Africa-Press – Uganda. The government has embarked on using enterprise-based approach to conserve the environment in northern and eastern Uganda.
With funding from the World Bank, this intervention is expected to generate colossal return on investment while at the same time promoting environmental protection and restoration.
Components of the programme include soil and water conservation, eco-system protection and restoration.
The implementation of the integrated water management and development project (IWMDP) is fully integrated within the government structure.
Thus, the water resources management component of the project is implemented by the Directorate of Water Resources Management through its various departments and the relevant Water Management Zones.
Mr Robert Bogere, a senior water officer at the Ministry of Water and Environment, told Daily Monitor at the project inception meeting in Lira City on Tuesday: “The project is looking at restoring the degraded ecosystems, including wetlands, river banks and deforested landscapes.”
Mr Bogere said each sub-catchment will have roughly 500 hectares of degraded wetlands and about 480 kilometres of river banks on both sides restored.
Degraded farmland will also be restored.
“So, we are bringing in water conservation measures that aim at promoting infiltration into the ground such that when it rains, we have much of the runoff entering into the soil than having it running away as surface runoff – the flash floods – which are disturbing the communities,” the senior water officer explained.
Mr Charles Ichogor, the Gulu Resident District Commissioner (RDC), said if the project is successfully implemented, Uganda will indeed qualify to be called the Pearl of Africa.
“This country is in jeopardy. The biodiversity of this nation is bleeding and we are seated on a time bomb. So, we must all mobilise our civilisation to reverse the trend,” he said.
Rev Felix Ogwang Ocen, the Archdeacon of Otwal in Oyam District, said: “If we want to fight the problem that we have caused, we need to change our mindset and work as a team.”
Mr Edward Martin Rwarinda, the acting assistant commissioner in-charge of the Compliance and Enforcement Division, Ministry of Water and Environment, noted that this project is in line with what the government is promoting under the Parish Development Model (PDM).

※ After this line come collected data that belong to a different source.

// https://github.com/pezmaster31/bamtools/blob/2391b1a1275816ad89c624586fa02b1a621924f5/src/api/internal/bam/BamReader_p.cpp

use crate::error::DecodeError;
use crate::{U16_SIZE, U32_SIZE, U8_SIZE};
use byteorder::{ByteOrder, LittleEndian, WriteBytesExt};

#[derive(Debug, Clone, Copy, PartialEq, Eq)]
pub enum TagType {
    /// Char
    A,
    /// Byte array
    B,
    /// u8
    C,
    /// i8
    #[allow(non_camel_case_types)]
    c,
    /// float
    #[allow(non_camel_case_types)]
    f,
    /// Null-terminated HEX string
    H,
    /// u32
    I,
    /// i32
    #[allow(non_camel_case_types)]
    i,
    /// u16
    S,
    /// i16
    #[allow(non_camel_case_types)]
    s,
    /// Null-terminated char string
    Z,
}

impl TagType {
    pub fn from_code(c: u8) -> Option<TagType> {
        match c {
            b'A' => Some(TagType::A),
            b'B' => Some(TagType::B),
            b'C' => Some(TagType::C),
            b'c' => Some(TagType::c),
            b'f' => Some(TagType::f),
            b'H' => Some(TagType::H),
            b'i' => Some(TagType::i),
            b'I' => Some(TagType::I),
            b'S' => Some(TagType::S),
            b's' => Some(TagType::s),
            b'Z' => Some(TagType::Z),
            _ => None,
        }
    }

    pub fn code(self) -> u8 {
        match self {
            TagType::A => b'A',
            TagType::B => b'B',
            TagType::C => b'C',
            TagType::c => b'c',
            TagType::f => b'f',
            TagType::H => b'H',
            TagType::I => b'I',
            TagType::i => b'i',
            TagType::S => b'S',
            TagType::s => b's',
            TagType::Z => b'Z',
        }
    }

    /// Size of a single value, `None` for variable sized types.
    pub fn item_size(self) -> Option<usize> {
        match self {
            TagType::C | TagType::c | TagType::A => Some(U8_SIZE),
            TagType::S | TagType::s => Some(U16_SIZE),
            TagType::I | TagType::i | TagType::f => Some(U32_SIZE),
            _ => None,
        }
    }
}

/// One auxiliary field. `value` excludes the type byte; for `B` arrays it
/// starts with the subtype and the element count.
#[derive(Debug, Clone, Copy)]
pub struct Tag<'a> {
    pub name: [u8; 2],
    pub ty: TagType,
    pub value: &'a [u8],
}

impl<'a> Tag<'a> {
    /// Integer value of the tag, for integer and char types.
    pub fn as_int(&self) -> Option<i64> {
        let v = self.value;
        let val = match self.ty {
            TagType::A | TagType::C => v[0] as i64,
            TagType::c => v[0] as i8 as i64,
            TagType::s => LittleEndian::read_i16(v) as i64,
            TagType::S => LittleEndian::read_u16(v) as i64,
            TagType::i => LittleEndian::read_i32(v) as i64,
            TagType::I => LittleEndian::read_u32(v) as i64,
            _ => return None,
        };
        Some(val)
    }

    /// String value without the terminating NUL.
    pub fn as_str_bytes(&self) -> Option<&'a [u8]> {
        match self.ty {
            TagType::Z | TagType::H => Some(&self.value[..self.value.len() - 1]),
            _ => None,
        }
    }
}

/// Returns type and full length (type byte included) of the value starting
/// at `data[0]`.
fn value_len(data: &[u8]) -> Result<(TagType, usize), String> {
    let code = *data.first().ok_or("missing tag type")?;
    let tag_type =
        TagType::from_code(code).ok_or_else(|| format!("unknown tag type <{}>", code as char))?;
    let len = match tag_type {
        TagType::B => {
            if data.len() < U8_SIZE + U8_SIZE + U32_SIZE {
                return Err("truncated array header".to_string());
            }
            let sub = TagType::from_code(data[1])
                .ok_or_else(|| format!("unknown array subtype <{}>", data[1] as char))?;
            let item_size = sub
                .item_size()
                .ok_or_else(|| format!("invalid array subtype <{}>", data[1] as char))?;
            let count = LittleEndian::read_u32(&data[2..6]) as usize;
            // tag type + item type + byte count + len_in_bytes
            U8_SIZE + U8_SIZE + U32_SIZE + count * item_size
        }
        TagType::Z | TagType::H => match memchr::memchr(0, &data[1..]) {
            Some(nul) => U8_SIZE + nul + 1,
            None => return Err("string is not NUL terminated".to_string()),
        },
        _ => U8_SIZE + tag_type.item_size().unwrap_or_default(),
    };
    if len > data.len() {
        return Err(format!("value needs {} bytes, {} left", len, data.len()));
    }
    Ok((tag_type, len))
}

/// Walks the auxiliary data once and reports the first malformed entry.
pub fn validate(aux: &[u8]) -> Result<(), DecodeError> {
    let mut idx = 0;
    while idx < aux.len() {
        if idx + U16_SIZE >= aux.len() {
            return Err(DecodeError::InvalidTag {
                offset: idx,
                reason: "truncated tag".to_string(),
            });
        }
        let (_, len) = value_len(&aux[idx + U16_SIZE..])
            .map_err(|reason| DecodeError::InvalidTag { offset: idx, reason })?;
        idx += U16_SIZE + len;
    }
    Ok(())
}

/// Iterator over validated auxiliary data.
pub struct Tags<'a> {
    aux: &'a [u8],
    idx: usize,
}

impl<'a> Iterator for Tags<'a> {
    type Item = Tag<'a>;

    fn next(&mut self) -> Option<Self::Item> {
        if self.idx + U16_SIZE >= self.aux.len() {
            return None;
        }
        let name = [self.aux[self.idx], self.aux[self.idx + 1]];
        let (ty, len) = value_len(&self.aux[self.idx + U16_SIZE..]).ok()?;
        let start = self.idx + U16_SIZE + U8_SIZE;
        let value = &self.aux[start..self.idx + U16_SIZE + len];
        self.idx += U16_SIZE + len;
        Some(Tag { name, ty, value })
    }
}

pub fn iter(aux: &[u8]) -> Tags<'_> {
    Tags { aux, idx: 0 }
}

pub fn get_tag<'a>(aux: &'a [u8], name: &[u8; 2]) -> Option<Tag<'a>> {
    iter(aux).find(|t| &t.name == name)
}

/// Removes every occurrence of the given tags from the auxiliary data which
/// starts at `aux_start` and runs to the end of `data`.
pub fn remove_tags(data: &mut Vec<u8>, aux_start: usize, names: &[[u8; 2]]) {
    let mut read = aux_start;
    let mut write = aux_start;
    while read + U16_SIZE < data.len() {
        let len = match value_len(&data[read + U16_SIZE..]) {
            Ok((_, len)) => U16_SIZE + len,
            Err(_) => break,
        };
        let name = [data[read], data[read + 1]];
        if !names.contains(&name) {
            data.copy_within(read..read + len, write);
            write += len;
        }
        read += len;
    }
    data.truncate(write);
}

/// Bytes `push_int` appends for `value`.
pub fn int_tag_size(value: i64) -> usize {
    U16_SIZE + U8_SIZE + smallest_int_type(value).item_size().unwrap_or(U32_SIZE)
}

fn smallest_int_type(value: i64) -> TagType {
    if value < 0 {
        if value >= i8::MIN as i64 {
            TagType::c
        } else if value >= i16::MIN as i64 {
            TagType::s
        } else {
            TagType::i
        }
    } else if value <= u8::MAX as i64 {
        TagType::C
    } else if value <= u16::MAX as i64 {
        TagType::S
    } else if value <= i32::MAX as i64 {
        TagType::i
    } else {
        TagType::I
    }
}

/// Appends an integer tag using the smallest type that holds the value.
pub fn push_int(buf: &mut Vec<u8>, name: &[u8; 2], value: i64) {
    let ty = smallest_int_type(value);
    buf.extend_from_slice(name);
    buf.push(ty.code());
    // Writes into a Vec cannot fail.
    let _ = match ty {
        TagType::c => buf.write_i8(value as i8),
        TagType::C => buf.write_u8(value as u8),
        TagType::s => buf.write_i16::<LittleEndian>(value as i16),
        TagType::S => buf.write_u16::<LittleEndian>(value as u16),
        TagType::i => buf.write_i32::<LittleEndian>(value as i32),
        _ => buf.write_u32::<LittleEndian>(value as u32),
    };
}

/// Appends a NUL terminated string tag.
pub fn push_string(buf: &mut Vec<u8>, name: &[u8; 2], value: &[u8]) {
    buf.extend_from_slice(name);
    buf.push(b'Z');
    buf.extend_from_slice(value);
    buf.push(0);
}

Officially launched by the government in February, PDM aims to lift 17.5 million Ugandans in 3.5 million households out of poverty through the transformation of the subsistence households into the money economy.
It has seven pillars: agricultural value-chain development, infrastructure and economic services, financial inclusion, social services, community mobilisation and mindset change, parish-based management information system and governance and administration.
“So, the approach we are using is that although the degradation has taken place, the culprits have to be convinced by being given alternative livelihood in form of income-generating activities so that they are convinced to move out of the degraded catchments or sub-catchments,” Mr Rwarinda said.
Ms Caroline Angolere, the Kole RDC, said: “I am very impressed with the project. The project seems to have intentions to address the core problem in the communities.”
However, she warned that the PDM will not succeed if the environment is not conserved.
“I was also made to understand that the natural resource department of the district receives a very small funding, [and] that is why it becomes very difficult for them to map and demarcate these wetlands,” Ms Angolere said, noting that there are factors that push farmers to cultivate in the wetlands.
“We have issues of lack of awareness and land wrangles in the communities. There are clan leaders who have grabbed land from the community and so the community needs to cultivate; they become desperate and use the wetlands, to some extent,” she added.
Mr Richard Cox Okello Orik, the Lira District chairperson, said population growth has resulted in degradation of the environment.
“I’m so happy to note that while we are going to tell people to get out of wetlands, people will be given some alternative livelihood and I believe the project will help a lot in conserving the environment,” he said.
Encroachment on wetlands
Encroachment on wetlands is rampant in Lango Sub-region, with large tracts of wetlands used for growing rice, maize and beans, among others, especially during dry season, according to Mr Charles Dicken Langoya, a consultant.
In the implementation of IWMDP, Mr Langoya said the International Union for Conservation of Nature, the contractor, will follow President Museveni’s principle that “it’s no longer business as usual. It’s going to be an enterprise-based approach that supports conservation and still makes money.”
About the project
The two-year intervention provides support to catchment management and activities in sub-catchments of Lwakhakha (Mpologoma catchment), Lake Okolitorom and Apeduru Apapai (Awoja catchment), Kochi (Albert Nile catchment), and Aswa II (Aswa catchment).
It further targets livelihood improvement for the affected communities, supporting stakeholder engagement and the establishment of micro catchment structures for sustainable management of the interventions.